Change the #link1 click handler to this :

$("#link1").click(function() {
   $("#outerDiv").load('originalurl.html #innerDiv1');
});

this uses AJAX to load the initial page but only grabs the '#innerDiv1' section and the replaces the contents of #outerdiv with it. You will need to replace the originalurl.html with your actual URL ... could maybe use location.href unless you update that for bookmarking ?

Upvotes: 0

kitti
kitti

Reputation: 14794

You could try the jQuery tabs widget: http://jqueryui.com/demos/tabs/

It should make creating a tabbed interface easier for you, and you can just include all the content all at once or load via AJAX, it's a flexable widget.

Upvotes: 1

charlietfl
charlietfl

Reputation: 171679

The majority of tabs systems have a separate content container for each tab. Clicking a tab hides the visible content and displays the hidden content associated with the current tab clicked. It sounds like all you are doing is wiping out the html each time which makes for a lot more coding effort.

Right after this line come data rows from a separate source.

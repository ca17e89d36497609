//! Query-related data models.
//!
//! This module defines the parameter and result types for ad-hoc SQL
//! execution.

use serde::{Deserialize, Serialize};
use serde_json::Value as JsonValue;

/// A positional parameter value for parameterized queries.
///
/// Callers always write `?` placeholders; each adapter translates them to
/// its native placeholder syntax before binding.
#[derive(Debug, Clone, Serialize, Deserialize)]
#[serde(untagged)]
pub enum QueryParam {
    /// NULL value
    Null,
    /// Boolean value
    Bool(bool),
    /// Integer value (stored as i64 for maximum range)
    Int(i64),
    /// Floating point value
    Float(f64),
    /// String value
    String(String),
    /// Binary data (base64 encoded in JSON)
    #[serde(with = "base64_bytes")]
    Bytes(Vec<u8>),
}

impl QueryParam {
    /// Check if this parameter is null.
    pub fn is_null(&self) -> bool {
        matches!(self, Self::Null)
    }

    /// Get the type name of this parameter for debugging.
    pub fn type_name(&self) -> &'static str {
        match self {
            Self::Null => "null",
            Self::Bool(_) => "bool",
            Self::Int(_) => "int",
            Self::Float(_) => "float",
            Self::String(_) => "string",
            Self::Bytes(_) => "bytes",
        }
    }
}

/// Custom serialization for binary data as base64.
mod base64_bytes {
    use base64::{Engine as _, engine::general_purpose::STANDARD};
    use serde::{Deserialize, Deserializer, Serialize, Serializer};

    pub fn serialize<S>(bytes: &Vec<u8>, serializer: S) -> Result<S::Ok, S::Error>
    where
        S: Serializer,
    {
        STANDARD.encode(bytes).serialize(serializer)
    }

    pub fn deserialize<'de, D>(deserializer: D) -> Result<Vec<u8>, D::Error>
    where
        D: Deserializer<'de>,
    {
        let s = String::deserialize(deserializer)?;
        STANDARD.decode(&s).map_err(serde::de::Error::custom)
    }
}

/// Description of one result column.
#[derive(Debug, Clone, Serialize, Deserialize)]
pub struct ColumnMetadata {
    pub name: String,
    /// Database-specific type (e.g. "int8", "varchar", "NUMBER")
    pub type_name: String,
    pub nullable: bool,
}

impl ColumnMetadata {
    /// Create new column metadata.
    pub fn new(name: impl Into<String>, type_name: impl Into<String>, nullable: bool) -> Self {
        Self {
            name: name.into(),
            type_name: type_name.into(),
            nullable,
        }
    }
}

/// Result of an ad-hoc SQL statement.
#[derive(Debug, Clone, Serialize, Deserialize)]
pub struct QueryResult {
    pub columns: Vec<ColumnMetadata>,
    pub rows: Vec<serde_json::Map<String, JsonValue>>,
    /// Set for statements that report an affected-row count
    #[serde(skip_serializing_if = "Option::is_none")]
    pub rows_affected: Option<u64>,
    pub execution_time_ms: u64,
}

impl QueryResult {
    /// Create an empty result.
    pub fn empty(execution_time_ms: u64) -> Self {
        Self {
            columns: Vec::new(),
            rows: Vec::new(),
            rows_affected: None,
            execution_time_ms,
        }
    }

    /// Create a result for statements without a row set.
    pub fn write_result(rows_affected: u64, execution_time_ms: u64) -> Self {
        Self {
            columns: Vec::new(),
            rows: Vec::new(),
            rows_affected: Some(rows_affected),
            execution_time_ms,
        }
    }

    /// Get the number of rows in the result.
    pub fn row_count(&self) -> usize {
        self.rows.len()
    }

    /// Check if the result carries neither rows nor an affected count.
    pub fn is_empty(&self) -> bool {
        self.rows.is_empty() && self.rows_affected.is_none()
    }
}
//! The two payload types stored by the hash table and the voxel arena.

use bytemuck::{Pod, Zeroable};
use static_assertions::assert_eq_size;

use crate::params::FREE_ENTRY;

/// A slot in the two-level hash table.
#[repr(C, align(16))]
#[derive(Debug, Clone, Copy, PartialEq, Eq, Pod, Zeroable)]
pub struct HashEntry {
    pub pos: [i32; 3],
    pub ptr: i32,
    pub offset: i32,
    _pad: [i32; 3],
}

assert_eq_size!(HashEntry, [u8; 32]);

impl HashEntry {
    pub const FREE: Self = Self {
        pos: [0, 0, 0],
        ptr: FREE_ENTRY,
        offset: 0,
        _pad: [0; 3],
    };

    pub fn new(pos: [i32; 3], ptr: i32, offset: i32) -> Self {
        Self { pos, ptr, offset, _pad: [0; 3] }
    }

    pub fn is_free(&self) -> bool {
        self.ptr == FREE_ENTRY
    }
}

impl Default for HashEntry {
    fn default() -> Self {
        Self::FREE
    }
}

/// A single voxel's integrated SDF, color and weight.
#[repr(C, align(8))]
#[derive(Debug, Clone, Copy, PartialEq, Pod, Zeroable)]
pub struct Voxel {
    pub sdf: f32,
    pub color: [u8; 3],
    pub weight: u8,
}

assert_eq_size!(Voxel, [u8; 8]);

impl Voxel {
    pub const EMPTY: Self = Self { sdf: 0.0, color: [0, 0, 0], weight: 0 };
}

impl Default for Voxel {
    fn default() -> Self {
        Self::EMPTY
    }
}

The more robust tab systems like jQuerUI have integrated ajax options to streamline a lot of what you are needing. Since you say you are new at this... it would be well worth using solutions that also provide excellent support, such as jQueryUI

http://jqueryui.com/demos/tabs/

Upvotes: 2

T. Junghans
T. Junghans

Reputation: 11683

I would store the contents of each #outerDiv for each tab somewhere. You could use jQuery's data method. Or you create an .outerDiv for each tab, load the contents the first time and then only show the .outerDiv of the active tab and hide the rest.